Boicote à publicidade em mercados argentinos gera polêmica

As autoridades negaram a denúncia de editores de jornais argentinos que acusam o governo de proibir supermercados de publicarem avisos publicitários nos jornais

Buenos Aires – Os editores de jornais da Argentina denunciaram nesta sexta-feira ser alvo de um “boicote” por parte do Governo, ao qual acusaram de proibir os supermercados de publicarem avisos publicitários nos jornais, algo que foi negado pelas autoridades.

A Associação de Editores de Diários de Buenos Aires (Aedba) publicou nesta sexta-feira uma solicitação na qual tacha de “atropelo” as supostas “pressões” do secretário de Comércio Interior, Guillermo Moreno, às redes de supermercados para que “se abstenham de publicar avisos publicitários” nos meios de imprensa.

Para a entidade, se trata de um “flagrante caso de censura prévia, um vergonhoso boicote orquestrado pelo Estado nacional em evidente represália contra quem informa de maneira independente sobre os índices de inflação e outros aspectos da economia real”.

Nos periódicos de Buenos Aires foram publicados hoje avisos com ofertas dos supermercados Coto, mas não de outras redes, como costumam fazê-lo, em particular por volta do fim de semana.

A suposta proibição, denunciada pela imprensa local, aconteceu depois que a Secretaria de Comércio Interior acertou dias atrás com as redes de supermercados e as lojas de venda de eletrodomésticos o congelamento dos preços de bens até o dia 1º de abril.

O porta-voz da câmara Argentina de Supermercados e a Federação Argentina de Supermercados e Autosserviços, Fernando Aguirre, assegurou que as entidades não receberam “nenhum tipo de indicação” por parte da Secretaria de Comércio Interior a respeito da publicidade dos supermercados.

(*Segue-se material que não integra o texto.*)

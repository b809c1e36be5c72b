// Copyright 2025 Crrow
//
// Licensed under the Apache License, Version 2.0 (the "License");
// you may not use this file except in compliance with the License.
// You may obtain a copy of the License at
//
//      http://www.apache.org/licenses/LICENSE-2.0
//
// Unless required by applicable law or agreed to in writing, software
// distributed under the License is distributed on an "AS IS" BASIS,
// WITHOUT WARRANTIES OR CONDITIONS OF ANY KIND, either express or implied.
// See the License for the specific language governing permissions and
// limitations under the License.

use std::{io, path::PathBuf};

use snafu::Snafu;

/// Coarse classification of a queue failure, used in log output.
#[derive(Debug, Clone, Copy, PartialEq, Eq, strum_macros::Display, strum_macros::AsRefStr)]
#[strum(serialize_all = "snake_case")]
pub enum FailureKind {
    /// The storage medium refused a read or write.
    Io,
    /// The stored bytes are not a well-formed snapshot.
    Corruption,
    /// The snapshot is intact but does not decode into the element type.
    TypeMismatch,
    /// The in-memory sequence could not be serialized.
    Encoding,
}

/// Queue operation errors.
#[derive(Snafu, Debug)]
#[snafu(visibility(pub))]
pub enum QueueError {
    /// Filesystem I/O failure.
    #[snafu(display("IO error on {}", path.display()))]
    Io {
        path:   PathBuf,
        source: io::Error,
        #[snafu(implicit)]
        loc:    snafu::Location,
    },

    #[snafu(display("Failed to encode queue contents"))]
    Encode {
        source: bincode::error::EncodeError,
        #[snafu(implicit)]
        loc:    snafu::Location,
    },

    #[snafu(display("Failed to decode queue contents"))]
    Decode {
        source: bincode::error::DecodeError,
        #[snafu(implicit)]
        loc:    snafu::Location,
    },

    /// Framing or checksum check failed while loading a snapshot.
    #[snafu(display("Corrupted queue file: {reason}"))]
    Corrupted { reason: String },

    /// Snapshot is intact but holds a different element type.
    #[snafu(display("Queue file does not match the element type: {reason}"))]
    TypeMismatch { reason: String },

    #[snafu(display("Unsupported queue file version {version}"))]
    UnsupportedVersion { version: u32 },

    /// Storage name rejected by [`StorageRoot`](crate::StorageRoot).
    #[snafu(display("Invalid storage name: {name:?}"))]
    InvalidName { name: String },
}

impl QueueError {
    /// Classify this error for reporting.
    #[must_use]
    pub const fn kind(&self) -> FailureKind {
        match self {
            Self::Io { .. } | Self::InvalidName { .. } => FailureKind::Io,
            Self::Encode { .. } => FailureKind::Encoding,
            Self::Decode { .. } | Self::TypeMismatch { .. } => FailureKind::TypeMismatch,
            Self::Corrupted { .. } | Self::UnsupportedVersion { .. } => FailureKind::Corruption,
        }
    }
}

/// Result type for queue operations.
pub type Result<T> = std::result::Result<T, QueueError>;
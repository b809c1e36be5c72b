// Copyright 2025 Crrow
//
// Licensed under the Apache License, Version 2.0 (the "License");
// you may not use this file except in compliance with the License.
// You may obtain a copy of the License at
//
//      http://www.apache.org/licenses/LICENSE-2.0
//
// Unless required by applicable law or agreed to in writing, software
// distributed under the License is distributed on an "AS IS" BASIS,
// WITHOUT WARRANTIES OR CONDITIONS OF ANY KIND, either express or implied.
// See the License for the specific language governing permissions and
// limitations under the License.

//! A crash-resistant in-process queue.
//!
//! [`PersistentQueue`] holds its elements in memory and writes the complete
//! sequence to a [`Storage`] handle after every mutation. On startup it
//! reloads the last complete snapshot; anything unreadable yields an empty
//! queue instead of an error.

pub mod builder;
pub mod codec;
pub mod config;
mod crc;
pub mod error;
pub mod queue;
pub mod storage;

pub use builder::QueueBuilder;
pub use config::{FlushMode, PersistFailurePolicy, QueueConfig};
pub use error::{FailureKind, QueueError, Result};
pub use queue::{Element, PersistentQueue};
pub use storage::{FileStorage, Storage, StorageRoot};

A subsecretária de Defesa do Consumidor, María Lucila Colombo, disse que a suposta proibição é “uma invenção” de certos meios.


A funcionária negou, além disso, que exista desabastecimento de certos produtos básicos, tal como publicou a imprensa local, situação que também foi negada por Aguirre.

As estatísticas oficiais de inflação foram fortemente questionadas na Argentina desde janeiro de 2007, quando foram feitas mudanças metodológicas na medição.

Segundo os dados oficiais, os preços ao consumidor subiram no ano passado 10,8%, enquanto para consultores privados a alta real foi de 25,6%.

De acordo com o Orçamento de 2013, os preços ao consumidor subirão este ano 11,2%, embora para consultoras privadas a “inflação real” será de entre 20% e 30%.